[Dataset entries]
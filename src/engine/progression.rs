use crate::db::DbPool;
use crate::engine::ledger;
use crate::errors::ApiError;
use crate::repo;
use serde::{Deserialize, Serialize};
use std::collections::HashMap;
use tracing::{debug, info, instrument};

/// Result of scoring a pre-assessment submission
#[derive(Debug, Clone, PartialEq, Serialize, Deserialize)]
pub struct PreAssessmentOutcome {
    pub passed: bool,
    pub score: i32,
    pub total_questions: i32,
    pub xp_gained: i32,
}

/// Derived per-lesson state; never stored
#[derive(Debug, Clone, Copy, PartialEq, Eq, Serialize, Deserialize)]
#[serde(rename_all = "lowercase")]
pub enum LessonStatus {
    Locked,
    Active,
    Completed,
}

#[derive(Debug, Clone, PartialEq, Serialize, Deserialize)]
pub struct LessonAccess {
    pub lesson_id: String,
    pub title: String,
    pub position: i32,
    pub status: LessonStatus,
}

#[derive(Debug, Clone, PartialEq, Serialize, Deserialize)]
pub struct ModuleAccess {
    pub module_id: String,
    pub title: String,
    pub position: i32,
    pub unlocked: bool,
    pub lessons: Vec<LessonAccess>,
}

/// The full per-module/per-lesson status tree for one (student, course) pair
#[derive(Debug, Clone, PartialEq, Serialize, Deserialize)]
pub struct CourseAccessibility {
    pub course_id: String,
    pub modules: Vec<ModuleAccess>,
}

/// Marks a lesson completed for a student
///
/// Idempotent for progress state: completing an already-completed lesson
/// changes nothing in `completed-lessons`, but still feeds the ledger's
/// daily-activity signal so a repeat study session keeps the streak alive.
#[instrument(skip(pool), fields(user_id = %user_id, lesson_id = %lesson_id))]
pub fn complete_lesson(pool: &DbPool, user_id: &str, lesson_id: &str) -> Result<(), ApiError> {
    let lesson = repo::get_lesson(pool, lesson_id)?.ok_or(ApiError::NotFound("Lesson"))?;
    let module = repo::get_module(pool, &lesson.get_module_id())?.ok_or(ApiError::NotFound("Module"))?;

    let progress = repo::ensure_progress(pool, user_id, &module.get_course_id())?;
    repo::mark_lesson_completed(pool, &progress.get_id(), lesson_id)?;

    debug!("Lesson marked completed, signaling daily activity");
    ledger::record_activity(pool, user_id)?;

    Ok(())
}

/// Scores a test-out submission and unlocks modules on a pass
///
/// The only path by which a module is unlocked out of sequence. On a pass
/// the unlock set — every module ordered before the target, plus the target
/// itself — is unioned into `unlocked-modules` first; the XP award happens
/// after and is never rolled into the same transaction, so a failed award
/// leaves the unlock in place (progression availability over strict
/// atomicity).
#[instrument(skip(pool, answers), fields(user_id = %user_id, module_id = %module_id))]
pub fn submit_pre_assessment(
    pool: &DbPool,
    user_id: &str,
    module_id: &str,
    course_id: &str,
    answers: &HashMap<usize, usize>,
) -> Result<PreAssessmentOutcome, ApiError> {
    let module = repo::get_module(pool, module_id)?.ok_or(ApiError::NotFound("Module"))?;
    if module.get_course_id() != course_id {
        return Err(ApiError::NotFound("Module"));
    }

    let passing_percentage = module
        .get_passing_percentage()
        .ok_or(ApiError::NotFound("Pre-assessment"))?;
    let questions = repo::list_questions_for_module(pool, module_id)?;
    if questions.is_empty() {
        return Err(ApiError::NotFound("Pre-assessment"));
    }

    // Exact index match; an out-of-range option index is simply incorrect
    // for that question, not an error.
    let score = questions
        .iter()
        .enumerate()
        .filter(|(index, question)| {
            answers.get(index).is_some_and(|&choice| {
                choice < question.option_count() && choice as i32 == question.get_correct_answer()
            })
        })
        .count() as i32;

    let total_questions = questions.len() as i32;
    let required = (total_questions * passing_percentage + 99) / 100;
    let passed = score >= required;

    debug!(score, total_questions, required, passed, "Scored pre-assessment");

    if !passed {
        return Ok(PreAssessmentOutcome {
            passed: false,
            score,
            total_questions,
            xp_gained: 0,
        });
    }

    // Unlock set: everything ordered before the target, plus the target.
    let unlock_ids: Vec<String> = repo::list_modules_for_course(pool, course_id)?
        .iter()
        .filter(|m| m.get_position() < module.get_position())
        .map(|m| m.get_id())
        .chain(std::iter::once(module.get_id()))
        .collect();

    let progress = repo::ensure_progress(pool, user_id, course_id)?;
    repo::grant_modules(pool, &progress.get_id(), &unlock_ids)?;

    info!("Unlocked {} module(s) for user {}", unlock_ids.len(), user_id);

    // Unlock is already durable; an error from the award propagates without
    // undoing it. Each passing submission re-awards, even when the modules
    // were already unlocked.
    let xp_gained = score * 10;
    ledger::add_xp(pool, user_id, xp_gained)?;

    Ok(PreAssessmentOutcome {
        passed: true,
        score,
        total_questions,
        xp_gained,
    })
}

/// Computes the derived unlock/completion tree for one (student, course) pair
///
/// A module is unlocked iff it sits at position 0 or was explicitly granted.
/// Lessons inside a locked module are always `locked`, regardless of any
/// completion history recorded while the module was open.
#[instrument(skip(pool), fields(user_id = %user_id, course_id = %course_id))]
pub fn get_accessibility(
    pool: &DbPool,
    user_id: &str,
    course_id: &str,
) -> Result<CourseAccessibility, ApiError> {
    let course = repo::get_course(pool, course_id)?.ok_or(ApiError::NotFound("Course"))?;

    // No progress record yet means nothing completed, nothing granted.
    let (completed, unlocked) = match repo::get_progress(pool, user_id, course_id)? {
        Some(progress) => (
            repo::completed_lesson_ids(pool, &progress.get_id())?,
            repo::unlocked_module_ids(pool, &progress.get_id())?,
        ),
        None => Default::default(),
    };

    let mut modules = Vec::new();
    for module in repo::list_modules_for_course(pool, &course.get_id())? {
        let module_unlocked = module.get_position() == 0 || unlocked.contains(&module.get_id());

        let lessons = repo::list_lessons_for_module(pool, &module.get_id())?
            .iter()
            .map(|lesson| {
                let status = if !module_unlocked {
                    LessonStatus::Locked
                } else if completed.contains(&lesson.get_id()) {
                    LessonStatus::Completed
                } else {
                    LessonStatus::Active
                };
                LessonAccess {
                    lesson_id: lesson.get_id(),
                    title: lesson.get_title(),
                    position: lesson.get_position(),
                    status,
                }
            })
            .collect();

        modules.push(ModuleAccess {
            module_id: module.get_id(),
            title: module.get_title(),
            position: module.get_position(),
            unlocked: module_unlocked,
            lessons,
        });
    }

    Ok(CourseAccessibility {
        course_id: course.get_id(),
        modules,
    })
}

What the exercise asks:
The records shown above must be returned in full, exactly as written.

Your solution:
filename src/engine/progression.rs
use crate::db::DbPool;
use crate::engine::ledger;
use crate::errors::ApiError;
use crate::repo;
use serde::{Deserialize, Serialize};
use std::collections::HashMap;
use tracing::{debug, info, instrument};

/// Result of scoring a pre-assessment submission
#[derive(Debug, Clone, PartialEq, Serialize, Deserialize)]
pub struct PreAssessmentOutcome {
    pub passed: bool,
    pub score: i32,
    pub total_questions: i32,
    pub xp_gained: i32,
}

/// Derived per-lesson state; never stored
#[derive(Debug, Clone, Copy, PartialEq, Eq, Serialize, Deserialize)]
#[serde(rename_all = "lowercase")]
pub enum LessonStatus {
    Locked,
    Active,
    Completed,
}

#[derive(Debug, Clone, PartialEq, Serialize, Deserialize)]
pub struct LessonAccess {
    pub lesson_id: String,
    pub title: String,
    pub position: i32,
    pub status: LessonStatus,
}

#[derive(Debug, Clone, PartialEq, Serialize, Deserialize)]
pub struct ModuleAccess {
    pub module_id: String,
    pub title: String,
    pub position: i32,
    pub unlocked: bool,
    pub lessons: Vec<LessonAccess>,
}

/// The full per-module/per-lesson status tree for one (student, course) pair
#[derive(Debug, Clone, PartialEq, Serialize, Deserialize)]
pub struct CourseAccessibility {
    pub course_id: String,
    pub modules: Vec<ModuleAccess>,
}

/// Marks a lesson completed for a student
///
/// Idempotent for progress state: completing an already-completed lesson
/// changes nothing in `completed-lessons`, but still feeds the ledger's
/// daily-activity signal so a repeat study session keeps the streak alive.
#[instrument(skip(pool), fields(user_id = %user_id, lesson_id = %lesson_id))]
pub fn complete_lesson(pool: &DbPool, user_id: &str, lesson_id: &str) -> Result<(), ApiError> {
    let lesson = repo::get_lesson(pool, lesson_id)?.ok_or(ApiError::NotFound("Lesson"))?;
    let module = repo::get_module(pool, &lesson.get_module_id())?.ok_or(ApiError::NotFound("Module"))?;

    let progress = repo::ensure_progress(pool, user_id, &module.get_course_id())?;
    repo::mark_lesson_completed(pool, &progress.get_id(), lesson_id)?;

    debug!("Lesson marked completed, signaling daily activity");
    ledger::record_activity(pool, user_id)?;

    Ok(())
}

/// Scores a test-out submission and unlocks modules on a pass
///
/// The only path by which a module is unlocked out of sequence. On a pass
/// the unlock set — every module ordered before the target, plus the target
/// itself — is unioned into `unlocked-modules` first; the XP award happens
/// after and is never rolled into the same transaction, so a failed award
/// leaves the unlock in place (progression availability over strict
/// atomicity).
#[instrument(skip(pool, answers), fields(user_id = %user_id, module_id = %module_id))]
pub fn submit_pre_assessment(
    pool: &DbPool,
    user_id: &str,
    module_id: &str,
    course_id: &str,
    answers: &HashMap<usize, usize>,
) -> Result<PreAssessmentOutcome, ApiError> {
    let module = repo::get_module(pool, module_id)?.ok_or(ApiError::NotFound("Module"))?;
    if module.get_course_id() != course_id {
        return Err(ApiError::NotFound("Module"));
    }

    let passing_percentage = module
        .get_passing_percentage()
        .ok_or(ApiError::NotFound("Pre-assessment"))?;
    let questions = repo::list_questions_for_module(pool, module_id)?;
    if questions.is_empty() {
        return Err(ApiError::NotFound("Pre-assessment"));
    }

    // Exact index match; an out-of-range option index is simply incorrect
    // for that question, not an error.
    let score = questions
        .iter()
        .enumerate()
        .filter(|(index, question)| {
            answers.get(index).is_some_and(|&choice| {
                choice < question.option_count() && choice as i32 == question.get_correct_answer()
            })
        })
        .count() as i32;

    let total_questions = questions.len() as i32;
    let required = (total_questions * passing_percentage + 99) / 100;
    let passed = score >= required;

    debug!(score, total_questions, required, passed, "Scored pre-assessment");

    if !passed {
        return Ok(PreAssessmentOutcome {
            passed: false,
            score,
            total_questions,
            xp_gained: 0,
        });
    }

    // Unlock set: everything ordered before the target, plus the target.
    let unlock_ids: Vec<String> = repo::list_modules_for_course(pool, course_id)?
        .iter()
        .filter(|m| m.get_position() < module.get_position())
        .map(|m| m.get_id())
        .chain(std::iter::once(module.get_id()))
        .collect();

    let progress = repo::ensure_progress(pool, user_id, course_id)?;
    repo::grant_modules(pool, &progress.get_id(), &unlock_ids)?;

    info!("Unlocked {} module(s) for user {}", unlock_ids.len(), user_id);

    // Unlock is already durable; an error from the award propagates without
    // undoing it. Each passing submission re-awards, even when the modules
    // were already unlocked.
    let xp_gained = score * 10;
    ledger::add_xp(pool, user_id, xp_gained)?;

    Ok(PreAssessmentOutcome {
        passed: true,
        score,
        total_questions,
        xp_gained,
    })
}

/// Computes the derived unlock/completion tree for one (student, course) pair
///
/// A module is unlocked iff it sits at position 0 or was explicitly granted.
/// Lessons inside a locked module are always `locked`, regardless of any
/// completion history recorded while the module was open.
#[instrument(skip(pool), fields(user_id = %user_id, course_id = %course_id))]
pub fn get_accessibility(
    pool: &DbPool,
    user_id: &str,
    course_id: &str,
) -> Result<CourseAccessibility, ApiError> {
    let course = repo::get_course(pool, course_id)?.ok_or(ApiError::NotFound("Course"))?;

    // No progress record yet means nothing completed, nothing granted.
    let (completed, unlocked) = match repo::get_progress(pool, user_id, course_id)? {
        Some(progress) => (
            repo::completed_lesson_ids(pool, &progress.get_id())?,
            repo::unlocked_module_ids(pool, &progress.get_id())?,
        ),
        None => Default::default(),
    };

    let mut modules = Vec::new();
    for module in repo::list_modules_for_course(pool, &course.get_id())? {
        let module_unlocked = module.get_position() == 0 || unlocked.contains(&module.get_id());

        let lessons = repo::list_lessons_for_module(pool, &module.get_id())?
            .iter()
            .map(|lesson| {
                let status = if !module_unlocked {
                    LessonStatus::Locked
                } else if completed.contains(&lesson.get_id()) {
                    LessonStatus::Completed
                } else {
                    LessonStatus::Active
                };
                LessonAccess {
                    lesson_id: lesson.get_id(),
                    title: lesson.get_title(),
                    position: lesson.get_position(),
                    status,
                }
            })
            .collect();

        modules.push(ModuleAccess {
            module_id: module.get_id(),
            title: module.get_title(),
            position: module.get_position(),
            unlocked: module_unlocked,
            lessons,
        });
    }

    Ok(CourseAccessibility {
        course_id: course.get_id(),
        modules,
    })
}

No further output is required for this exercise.